Tuesday, July 31, 2007

Congress Must Finalize Drug Safety Legislation ASAP to Get FDA Moving Quickly on Reforms


Patients would know sooner about risky meds like Avandia with legislation

(Washington, D.C.) – Consumers Union is urging Congress to finalize and send to the President strong prescription drug safety legislation before recessing for a month-long summer break in order to get the FDA moving sooner on reforms that will help the public learn more quickly about risky medications like Avandia.
An FDA advisory committee Monday voted to keep Avandia on the market with warning labels even after finding that it raised the risks of heart attacks. Concerns about Avandia’s heart attack risk first arose in 1999. A study published in the May New England Journal of Medicine linked Avandia to a 43 percent increased risk of heart attack, prompting the latest review of the drug.

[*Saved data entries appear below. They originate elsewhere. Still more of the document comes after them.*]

use async_trait::async_trait;

use crate::error::TransportError;
use crate::value::ElementRef;

pub type Pid = i32;

/// Process discovery and application lifecycle control.
///
/// State requests (`hide`, `activate`, ...) are usually asynchronous on the
/// platform side: a `true` return only means the request was accepted.
#[async_trait]
pub trait ProcessControl: Send + Sync {
    async fn running_with_bundle_id(&self, bundle_id: &str) -> Result<Option<Pid>, TransportError>;

    async fn running_with_name(&self, name: &str) -> Result<Option<Pid>, TransportError>;

    /// Ask the platform to launch the bundle; `false` if it is not registered.
    async fn launch(&self, bundle_id: &str) -> Result<bool, TransportError>;

    /// The application receiving key events, if any.
    async fn frontmost(&self) -> Result<Option<Pid>, TransportError>;

    /// The application owning the menu bar; usually, not always, the frontmost one.
    async fn menu_bar_owner(&self) -> Result<Option<Pid>, TransportError>;

    async fn application_element(&self, pid: Pid) -> Result<ElementRef, TransportError>;

    async fn bundle_identifier(&self, pid: Pid) -> Result<Option<String>, TransportError>;

    async fn is_active(&self, pid: Pid) -> Result<bool, TransportError>;

    async fn is_hidden(&self, pid: Pid) -> Result<bool, TransportError>;

    async fn is_terminated(&self, pid: Pid) -> Result<bool, TransportError>;

    async fn activate(&self, pid: Pid) -> Result<bool, TransportError>;

    async fn hide(&self, pid: Pid) -> Result<bool, TransportError>;

    async fn terminate(&self, pid: Pid) -> Result<bool, TransportError>;

    async fn force_terminate(&self, pid: Pid) -> Result<bool, TransportError>;
}
impl From<String> for AppIdent {
    fn from(name: String) -> Self {
        AppIdent::Named(name)
    }
}

/// Platform collaborators shared by every application handle
#[derive(Clone)]
pub struct Desktop {
    transport: Arc<dyn ElementTransport>,
    processes: Arc<dyn ProcessControl>,
    config: AxConfig,
}

impl Desktop {
    pub fn new(
        transport: Arc<dyn ElementTransport>,
        processes: Arc<dyn ProcessControl>,
        config: AxConfig,
    ) -> Self {
        Self {
            transport,
            processes,
            config,
        }
    }

    pub fn config(&self) -> &AxConfig {
        &self.config
    }

    pub async fn application(&self, ident: impl Into<AppIdent>) -> Result<Application, AppError> {
        Application::connect(self, ident.into()).await
    }
}

/// One element of a menu path
#[derive(Debug, Clone)]
pub enum MenuPath {
    /// Exact title
    Title(String),
    /// Title must contain a match
    Pattern(Regex),
}

impl MenuPath {
    fn criteria(&self) -> Criteria {
        match self {
            MenuPath::Title(title) => Criteria::new().equals("title", title.as_str()),
            MenuPath::Pattern(pattern) => Criteria::new().matching("title", pattern.clone()),
        }
    }
}

impl fmt::Display for MenuPath {
    fn fmt(&self, f: &mut fmt::Formatter<'_>) -> fmt::Result {
        match self {
            MenuPath::Title(title) => f.write_str(title),
            MenuPath::Pattern(pattern) => write!(f, "/{}/", pattern.as_str()),
        }
    }
}

impl From<&str> for MenuPath {
    fn from(title: &str) -> Self {
        MenuPath::Title(title.to_string())
    }
}

impl From<String> for MenuPath {
    fn from(title: String) -> Self {
        MenuPath::Title(title)
    }
}

impl From<Regex> for MenuPath {
    fn from(pattern: Regex) -> Self {
        MenuPath::Pattern(pattern)
    }
}

#[derive(Debug, Clone, Copy)]
enum AppState {
    Active,
    Hidden,
    Terminated,
}

#[derive(Debug, Clone, Copy)]
enum StateRequest {
    Terminate,
    ForceTerminate,
    Hide,
    Unhide,
}

impl StateRequest {
    fn target(self) -> (AppState, bool) {
        match self {
            StateRequest::Terminate | StateRequest::ForceTerminate => (AppState::Terminated, true),
            StateRequest::Hide => (AppState::Hidden, true),
            StateRequest::Unhide => (AppState::Active, true),
        }
    }
}

/// A running application
pub struct Application {
    node: Node,
    pid: Pid,
    processes: Arc<dyn ProcessControl>,
    config: AxConfig,
}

“The most disturbing thing about the FDA advisory committee on Avandia is the lack of good research that has been done on the safety of this drug after eight years of warnings,” said Bill Vaughan, senior policy analyst for Consumers Union, publisher of Consumer Reports. “That’s why it is a matter of life and death that the Congress quickly pass strong drug safety reform legislation and send it to the President.”
Both the House and Senate have passed significant drug safety reform legislation that would, among other things, require drug companies to make public the results of their clinical trials, require post-market safety studies and create a system to monitor drugs for safety problems once they are on the market. The two bills have differences which require a conference committee, and the conference has yet to be formally held.

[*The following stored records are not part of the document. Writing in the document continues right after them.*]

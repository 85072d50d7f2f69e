//! axkit - accessibility-tree automation
//!
//! The heavy lifting lives in the workspace crates:
//! - `element-transport`: the raw platform boundary and in-memory mocks
//! - `capability-engine`: `Node`, symbolic resolution and descendant search
//! - `wait-gate`: bounded polling for asynchronous effects
//!
//! This crate adds application handles, configuration and logging setup.

pub mod application;
pub mod collection;
pub mod config;
pub mod errors;
pub mod runtime;

pub use application::{AppIdent, Application, Desktop, MenuPath};
pub use collection::{map_members, member_values};
pub use config::AxConfig;
pub use errors::AppError;
pub use runtime::{init_logging, init_logging_from, load_config, LoadedConfig};

pub use capability_engine::{
    Arg, AxError, Criteria, Expectation, Lookup, Namespace, Node, Resolution, SearchOptions,
    SearchResult,
};
pub use element_transport::{
    ElementRef, ElementTransport, Pid, ProcessControl, TransportError, Value,
};
pub use wait_gate::{wait_for, wait_until, WaitOptions};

It has been estimated that actively mining large health databases in the legislation could more quickly pick up safety problems in drugs on the market. For example, it has been estimated that Vioxx’s dangers would have been detected in about three months. Vioxx was removed from the market in 2004, several years after the first studies found it increased heart attack and stroke risk.
At Monday’s meeting, FDA drug safety reviewer David Graham, who also studied Vioxx, called for withdrawing Avandia, estimating that its toxic effects on the heart had caused up to 205,000 heart attacks and strokes from 1999 to 2006, according to press reports.
“Legislation should be passed immediately by Congress so that the new drug safety systems can be developed and implemented,” Vaughan said. “Each day Congress delays is another day before we have a good drug safety system in place.”
A free Consumer Reports Best Buy Drugs report on oral diabetes medicines released on July 16 discusses Avandia in the context of the treatment choices people with diabetes face.